**TASK PROMPT:** In the data, find each line where the word "repository" appears and list that line.

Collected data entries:
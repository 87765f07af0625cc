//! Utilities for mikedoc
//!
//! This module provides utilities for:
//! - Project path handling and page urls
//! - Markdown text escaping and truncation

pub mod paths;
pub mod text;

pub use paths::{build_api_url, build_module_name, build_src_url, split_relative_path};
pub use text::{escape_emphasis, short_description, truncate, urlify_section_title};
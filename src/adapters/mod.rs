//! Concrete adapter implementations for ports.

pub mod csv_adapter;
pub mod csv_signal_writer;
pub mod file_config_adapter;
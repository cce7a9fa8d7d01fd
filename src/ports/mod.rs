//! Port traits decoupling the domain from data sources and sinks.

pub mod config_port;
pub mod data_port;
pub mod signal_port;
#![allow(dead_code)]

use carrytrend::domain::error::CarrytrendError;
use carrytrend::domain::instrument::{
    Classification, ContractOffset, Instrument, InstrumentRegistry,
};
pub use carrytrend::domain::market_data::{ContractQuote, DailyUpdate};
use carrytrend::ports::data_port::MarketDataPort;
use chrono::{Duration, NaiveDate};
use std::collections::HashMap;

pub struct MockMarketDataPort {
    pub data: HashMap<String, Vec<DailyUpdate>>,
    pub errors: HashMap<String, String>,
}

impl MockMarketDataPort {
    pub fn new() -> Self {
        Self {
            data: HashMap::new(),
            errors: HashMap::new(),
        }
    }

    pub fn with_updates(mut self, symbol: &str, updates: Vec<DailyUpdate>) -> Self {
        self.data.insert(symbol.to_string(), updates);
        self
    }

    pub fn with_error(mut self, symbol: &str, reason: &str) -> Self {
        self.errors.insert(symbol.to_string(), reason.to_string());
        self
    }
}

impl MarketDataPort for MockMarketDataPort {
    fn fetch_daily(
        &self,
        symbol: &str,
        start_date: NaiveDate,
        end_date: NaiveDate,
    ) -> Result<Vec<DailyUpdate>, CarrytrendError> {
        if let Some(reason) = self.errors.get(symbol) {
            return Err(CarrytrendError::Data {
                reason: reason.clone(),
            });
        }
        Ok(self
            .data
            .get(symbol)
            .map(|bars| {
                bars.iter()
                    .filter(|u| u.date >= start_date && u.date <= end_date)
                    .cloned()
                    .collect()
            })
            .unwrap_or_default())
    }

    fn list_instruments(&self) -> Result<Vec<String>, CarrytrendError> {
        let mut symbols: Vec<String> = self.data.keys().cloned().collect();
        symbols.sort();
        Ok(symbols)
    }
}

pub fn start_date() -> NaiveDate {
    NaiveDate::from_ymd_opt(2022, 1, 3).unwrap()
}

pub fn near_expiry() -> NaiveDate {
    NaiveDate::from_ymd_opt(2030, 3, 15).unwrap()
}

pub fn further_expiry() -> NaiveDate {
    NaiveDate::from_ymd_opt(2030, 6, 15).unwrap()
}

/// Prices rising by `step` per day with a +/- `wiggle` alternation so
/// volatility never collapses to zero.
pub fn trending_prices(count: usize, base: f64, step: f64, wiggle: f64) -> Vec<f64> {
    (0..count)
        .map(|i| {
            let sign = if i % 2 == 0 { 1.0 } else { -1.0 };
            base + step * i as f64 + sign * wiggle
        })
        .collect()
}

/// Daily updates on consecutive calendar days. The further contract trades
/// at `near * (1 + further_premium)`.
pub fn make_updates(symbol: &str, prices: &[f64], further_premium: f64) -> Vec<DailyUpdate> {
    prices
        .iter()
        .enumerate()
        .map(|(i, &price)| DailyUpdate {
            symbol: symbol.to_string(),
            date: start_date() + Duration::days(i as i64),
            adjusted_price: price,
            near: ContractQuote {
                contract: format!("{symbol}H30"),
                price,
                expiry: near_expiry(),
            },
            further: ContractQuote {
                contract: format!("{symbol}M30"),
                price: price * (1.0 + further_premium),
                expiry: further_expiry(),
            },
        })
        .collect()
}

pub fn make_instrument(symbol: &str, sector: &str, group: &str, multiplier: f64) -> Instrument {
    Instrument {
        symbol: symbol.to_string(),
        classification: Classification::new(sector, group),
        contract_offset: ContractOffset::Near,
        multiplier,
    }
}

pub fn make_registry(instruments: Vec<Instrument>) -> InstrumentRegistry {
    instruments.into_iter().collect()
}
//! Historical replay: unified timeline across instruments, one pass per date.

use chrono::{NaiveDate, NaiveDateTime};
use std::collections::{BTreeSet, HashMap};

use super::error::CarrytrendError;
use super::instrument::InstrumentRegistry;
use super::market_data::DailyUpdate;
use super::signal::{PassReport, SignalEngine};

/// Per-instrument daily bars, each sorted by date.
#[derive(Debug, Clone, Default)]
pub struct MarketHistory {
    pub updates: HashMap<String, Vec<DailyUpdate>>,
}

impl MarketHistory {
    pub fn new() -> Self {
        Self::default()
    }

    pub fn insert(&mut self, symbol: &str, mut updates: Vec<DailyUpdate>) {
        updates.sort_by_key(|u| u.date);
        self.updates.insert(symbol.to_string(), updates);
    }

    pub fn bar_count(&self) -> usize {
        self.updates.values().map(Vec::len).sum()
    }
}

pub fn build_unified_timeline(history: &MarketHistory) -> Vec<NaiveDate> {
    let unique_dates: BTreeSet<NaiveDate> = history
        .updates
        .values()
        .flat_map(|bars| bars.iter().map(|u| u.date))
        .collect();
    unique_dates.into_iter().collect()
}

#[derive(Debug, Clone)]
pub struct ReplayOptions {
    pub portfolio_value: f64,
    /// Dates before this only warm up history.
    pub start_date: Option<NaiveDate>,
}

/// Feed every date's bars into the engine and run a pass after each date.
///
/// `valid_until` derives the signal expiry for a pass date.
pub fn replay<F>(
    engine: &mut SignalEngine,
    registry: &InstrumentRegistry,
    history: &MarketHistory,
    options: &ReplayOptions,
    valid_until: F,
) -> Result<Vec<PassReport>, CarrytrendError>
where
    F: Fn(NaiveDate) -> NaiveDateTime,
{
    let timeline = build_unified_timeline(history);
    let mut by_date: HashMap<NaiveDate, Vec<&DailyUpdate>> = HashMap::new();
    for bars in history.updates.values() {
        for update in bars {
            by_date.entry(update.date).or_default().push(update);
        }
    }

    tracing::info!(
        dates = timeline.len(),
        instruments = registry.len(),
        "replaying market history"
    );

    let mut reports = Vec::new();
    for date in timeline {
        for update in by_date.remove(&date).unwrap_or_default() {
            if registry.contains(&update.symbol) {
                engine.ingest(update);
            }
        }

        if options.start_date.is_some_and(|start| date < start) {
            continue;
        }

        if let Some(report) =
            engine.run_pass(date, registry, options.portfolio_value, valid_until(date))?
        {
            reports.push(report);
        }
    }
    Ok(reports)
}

**FINAL ANSWER:**
repository 87765f07af0625cc
repository cce7a9fa8d7d01fd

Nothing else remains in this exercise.